Entretanto, o economista chama atenção para a necessidade de adopção de critérios justos de alocação de recursos para as despesas nas províncias, concluindo que, por exemplo, as duas províncias mais numerosas do país, Nampula e Zambézia, recebem menos recursos e têm os níveis de pobreza mais elevados. Elas têm uma pressão maior, por isso não vão sair da pobreza. A distribuição de recursos deve ter em conta a dimensão territorial, o nível de pobreza e a dimensão da população.

“O CIP fez um estudo no ano passado, pelo qual mostrou que não há uma alocação justa nas províncias. Enquanto o Governo não acertar na política de distribuição de rendimento, os locais que recebem menos recursos não vão sair da pobreza. Temos que ver como é que o Governo aloca os recursos ao sector da educação e à saúde, para responder a um desafio específico daquela região”, disse, a finalizar.

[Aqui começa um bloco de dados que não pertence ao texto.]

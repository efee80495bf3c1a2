//! Tuning domain: optional RON override file loaded at startup.

use ron::Options;
use std::fs;
use std::path::Path;

use super::data::GameTuning;

/// Location of the optional tuning override file.
pub const TUNING_PATH: &str = "assets/data/tuning.ron";

/// Error type for tuning load failures.
#[derive(Debug)]
pub struct TuningLoadError {
    pub file: String,
    pub message: String,
}

impl std::fmt::Display for TuningLoadError {
    fn fmt(&self, f: &mut std::fmt::Formatter<'_>) -> std::fmt::Result {
        write!(f, "Failed to load {}: {}", self.file, self.message)
    }
}

/// Create RON options with extensions enabled for more flexible parsing.
fn ron_options() -> Options {
    Options::default().with_default_extension(ron::extensions::Extensions::IMPLICIT_SOME)
}

/// Load the tuning override if present. A missing file means "use defaults";
/// a file that fails to read or parse is an error the caller must not
/// recover from.
pub fn load_tuning(path: &Path) -> Result<Option<GameTuning>, TuningLoadError> {
    if !path.exists() {
        return Ok(None);
    }

    let file_name = path.display().to_string();
    let contents = fs::read_to_string(path).map_err(|e| TuningLoadError {
        file: file_name.clone(),
        message: format!("IO error: {}", e),
    })?;

    parse_tuning(&contents)
        .map(Some)
        .map_err(|message| TuningLoadError {
            file: file_name,
            message,
        })
}

/// Parse a tuning document from RON text.
pub fn parse_tuning(contents: &str) -> Result<GameTuning, String> {
    ron_options()
        .from_str(contents)
        .map_err(|e| format!("Parse error: {}", e))
}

Fora a matriz da pobreza, o instrumento de desenvolvimento propõe aumentar a taxa média anual de crescimento do PIB real de 4,1% para 9,2%; elevar a taxa de rendimento médio per capita de USD 605,9 aumentar para USD 3 309,3; melhorar a esperança de vida à nascença de 55,7 anos para 76 anos; reduzir a taxa de analfabetismo de 38,3% para 19,3%; aumentar o acesso à energia da rede pública de 39% para 100%; aumentar o acesso à água segura de 53,6% para 85%; aumentar o acesso ao saneamento seguro de 31,7% para 68%; melhorar a percepção do controlo da corrupção (pontos 0 a 100), de 15,9 pontos para 42 pontos; aumentar o Investimento Directo Estrangeiro (IDE), em percentagem do PIB, de 10,7% para 45,9%; melhorar a capacidade de previsão e a resposta aos eventos extremos, como cheias e secas, de cinco para dois dias; aumentar o Índice de Desempenho Ambiental, (pontos de 0 a 100), de 31,7 pontos para 59,9 pontos.

As referidas metas poderão ser operacionalizadas por cinco pilares, nomeadamente, a transformação estrutural da economia; a transformação social e demográfica; infra-estruturas e ordenamento territorial; governação; e ambiente e economia circular.